I have just over 3 weeks to go until my next marathon and first BQ attempt. While I’d love to get the BQ sooner rather than later, I’m not sure if my fitness is at a point where I can run 26.2 miles at a sub 7 pace and hit 3:03 or faster. I did a long run a few weeks ago that covered 16 miles at a 7:16 pace, and then finished 21 at a 7:30ish pace. This was a group run, and I went out faster than planned and expected to get dropped in the first 3 miles, but 2 hours later I found myself closing the final mile of the group part at around 6:45/mile. Eighteen months ago that was nearly my all out mile pace.

It ended up being somewhat of a time trial, as I completed 21 at what would have been just over a 3:15 marathon pace if I had gone a little further.
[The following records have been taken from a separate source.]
//! List every connectivity group of a relation file.
//!
//! Output is one line per group, members tab-separated with the group's entry
//! point first. With `count`, each line starts with the member count.

use crate::ingest::{ingest, IngestStats};
use crate::partition::Partition;
use crate::relations::{open_input, RelationReader, Result};
use crate::streaming::buffers::DEFAULT_OUTPUT_BUFFER;
use std::io::{self, BufWriter, Read, Write};
use std::path::Path;

/// Group listing command configuration.
#[derive(Debug, Clone, Default)]
pub struct GroupsCommand {
    /// Prefix each group with its member count
    pub count: bool,
}

impl GroupsCommand {
    pub fn new() -> Self {
        Self::default()
    }

    /// Set member count reporting.
    pub fn with_count(mut self, count: bool) -> Self {
        self.count = count;
        self
    }

    /// List the groups of a relation file.
    pub fn run<P: AsRef<Path>, W: Write>(&self, input_path: P, output: W) -> Result<IngestStats> {
        let file = open_input(input_path.as_ref())?;
        self.run_reader(file, output)
    }

    /// List the groups of relations read from stdin.
    pub fn run_stdin<W: Write>(&self, output: W) -> Result<IngestStats> {
        let stdin = io::stdin();
        self.run_reader(stdin.lock(), output)
    }

    /// Core listing: ingest, write, tear down.
    pub fn run_reader<R: Read, W: Write>(&self, input: R, output: W) -> Result<IngestStats> {
        let mut reader = RelationReader::new(input);
        let mut partition = Partition::new();

        let result = ingest(&mut reader, &mut partition).and_then(|stats| {
            self.write_groups(&partition, output)?;
            Ok(stats)
        });

        partition.teardown();
        result
    }

    fn write_groups<W: Write>(&self, partition: &Partition, output: W) -> Result<()> {
        let mut writer = BufWriter::with_capacity(DEFAULT_OUTPUT_BUFFER, output);
        for (_, members) in partition.groups() {
            if self.count {
                write!(writer, "{}\t", members.len())?;
            }
            writeln!(writer, "{}", members.join("\t"))?;
        }
        writer.flush()?;
        Ok(())
    }
}

#[cfg(test)]
mod tests {
    use super::*;

    fn list(content: &str, count: bool) -> String {
        let mut out = Vec::new();
        GroupsCommand::new()
            .with_count(count)
            .run_reader(content.as_bytes(), &mut out)
            .unwrap();
        String::from_utf8(out).unwrap()
    }

    #[test]
    fn test_list_groups() {
        let out = list("A,B\nB,C\nD,E\n", false);
        assert_eq!(out, "A\tB\tC\nD\tE\n");
    }

    #[test]
    fn test_list_groups_with_count() {
        let out = list("A,B\nD,E\nE,F\nC,A\n", true);
        assert_eq!(out, "3\tA\tB\tC\n3\tD\tE\tF\n");
    }

    #[test]
    fn test_merged_groups_listed_once() {
        let out = list("A,B\nC,D\nB,C\n", false);
        assert_eq!(out, "A\tB\tC\tD\n");
    }

    #[test]
    fn test_empty_input_lists_nothing() {
        assert_eq!(list("", true), "");
    }

    #[test]
    fn test_error_writes_nothing() {
        let mut out = Vec::new();
        let result = GroupsCommand::new().run_reader(&b"A,B\nbroken\n"[..], &mut out);
        assert!(result.is_err());
        assert!(out.is_empty());
    }
}
//! Zero-allocation relation record parsing.
//!
//! These functions split a record into its two names without any heap
//! allocation; the caller decides whether and where to copy the names.

use crate::relation::{MAX_NAME_LEN, RELATION_DELIMITER};
use memchr::memchr;
use thiserror::Error;

/// Reasons a single record cannot be split into two names.
#[derive(Error, Debug, Clone, Copy, PartialEq, Eq)]
pub enum RecordFault {
    #[error("missing ',' delimiter")]
    MissingDelimiter,

    #[error("name is not valid UTF-8")]
    InvalidUtf8,

    #[error("name of {len} characters exceeds the {max}-character limit", max = MAX_NAME_LEN)]
    NameTooLong { len: usize },
}

/// Split a record into its two names around the first delimiter.
///
/// Only the first `,` separates; any later comma is part of the second name.
/// The first name is length-checked before the second.
///
/// # Performance
///
/// Uses memchr for the delimiter search and borrows both names from the
/// record.
#[inline]
pub fn split_relation(record: &[u8]) -> Result<(&str, &str), RecordFault> {
    let comma = memchr(RELATION_DELIMITER, record).ok_or(RecordFault::MissingDelimiter)?;
    let from = checked_name(&record[..comma])?;
    let to = checked_name(&record[comma + 1..])?;
    Ok((from, to))
}

/// Validate one name: UTF-8 and at most `MAX_NAME_LEN` characters.
#[inline]
fn checked_name(bytes: &[u8]) -> Result<&str, RecordFault> {
    let name = std::str::from_utf8(bytes).map_err(|_| RecordFault::InvalidUtf8)?;
    // Byte length bounds the character count, so ASCII names skip the walk.
    if bytes.len() > MAX_NAME_LEN {
        let len = name.chars().count();
        if len > MAX_NAME_LEN {
            return Err(RecordFault::NameTooLong { len });
        }
    }
    Ok(name)
}
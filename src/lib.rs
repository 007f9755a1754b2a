//! linkroute: connectivity checks over named location relations
//!
//! This library ingests a stream of `from,to` relations between named
//! locations and answers whether two locations are connected through any
//! chain of relations.
//!
//! # Features
//!
//! - **Streaming I/O**: Bounded-buffer record tokenizing, independent of input size
//! - **Disjoint groups**: Arena-backed partition with merge-on-relation
//! - **Typed failures**: Every malformed record or unknown location is a `RouteError`
//!
//! # Example
//!
//! ```rust,no_run
//! use linkroute::commands::{Outcome, QueryCommand};
//!
//! let (outcome, _stats) = QueryCommand::new()
//!     .run("routes.txt", "Melbourne", "Jerusalem")
//!     .unwrap();
//! assert_eq!(outcome, Outcome::RouteExists);
//! ```

pub mod commands;
pub mod config;
pub mod ingest;
pub mod partition;
pub mod relation;
pub mod relations;
pub mod streaming;

// Re-export commonly used types
pub use ingest::{ingest, IngestStats};
pub use partition::{GroupId, Partition, Registration};
pub use relation::Relation;
pub use relations::{parse_relations, read_relations, RelationReader, RouteError};

/// Library version
pub const VERSION: &str = env!("CARGO_PKG_VERSION");

/// Prelude module for convenient imports.
pub mod prelude {
    pub use crate::commands::{GenerateCommand, GroupsCommand, Outcome, QueryCommand};
    pub use crate::ingest::{ingest, IngestStats};
    pub use crate::partition::{GroupId, Partition, Registration};
    pub use crate::relation::Relation;
    pub use crate::relations::{parse_relations, read_relations, RelationReader, RouteError};
}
I wasn’t intending for this to be a race pace long run, but rather a long slow distance due to the poor road conditions and the fact that most of the run was on the rolling hills of Newton including Heartbreak Hill.

My long runs are in segments of a longer easy piece, just over a mile at a fast pace, and then 3 minutes at an even faster pace. I’ve done this 4x for most of my long runs lately, but last week’s was 5x. Out of nowhere (coach says it’s the training obviously) I found myself (just barely) sub 6:00 for the last 3 minutes right around mile 19. This is the second time that’s happened (goal pace for 3:00 minutes is 5:50-5:59). I’ve been noticing that lately I have a kick/extra gear at the end of long runs that I’ve never felt before.

A bit of foolishness (not following instructions from coach) led to a tweaked hamstring in the November Project Sunrise 6k (turned 5 mile tempo), so I’m hoping to heal up real fast and arrive at the starting line a bit rested (a recent long run was turned into a 2 hour bike) and recovered. Who knows what will happen at Shamrock Marathon, but I’m going to work to make it a big PR.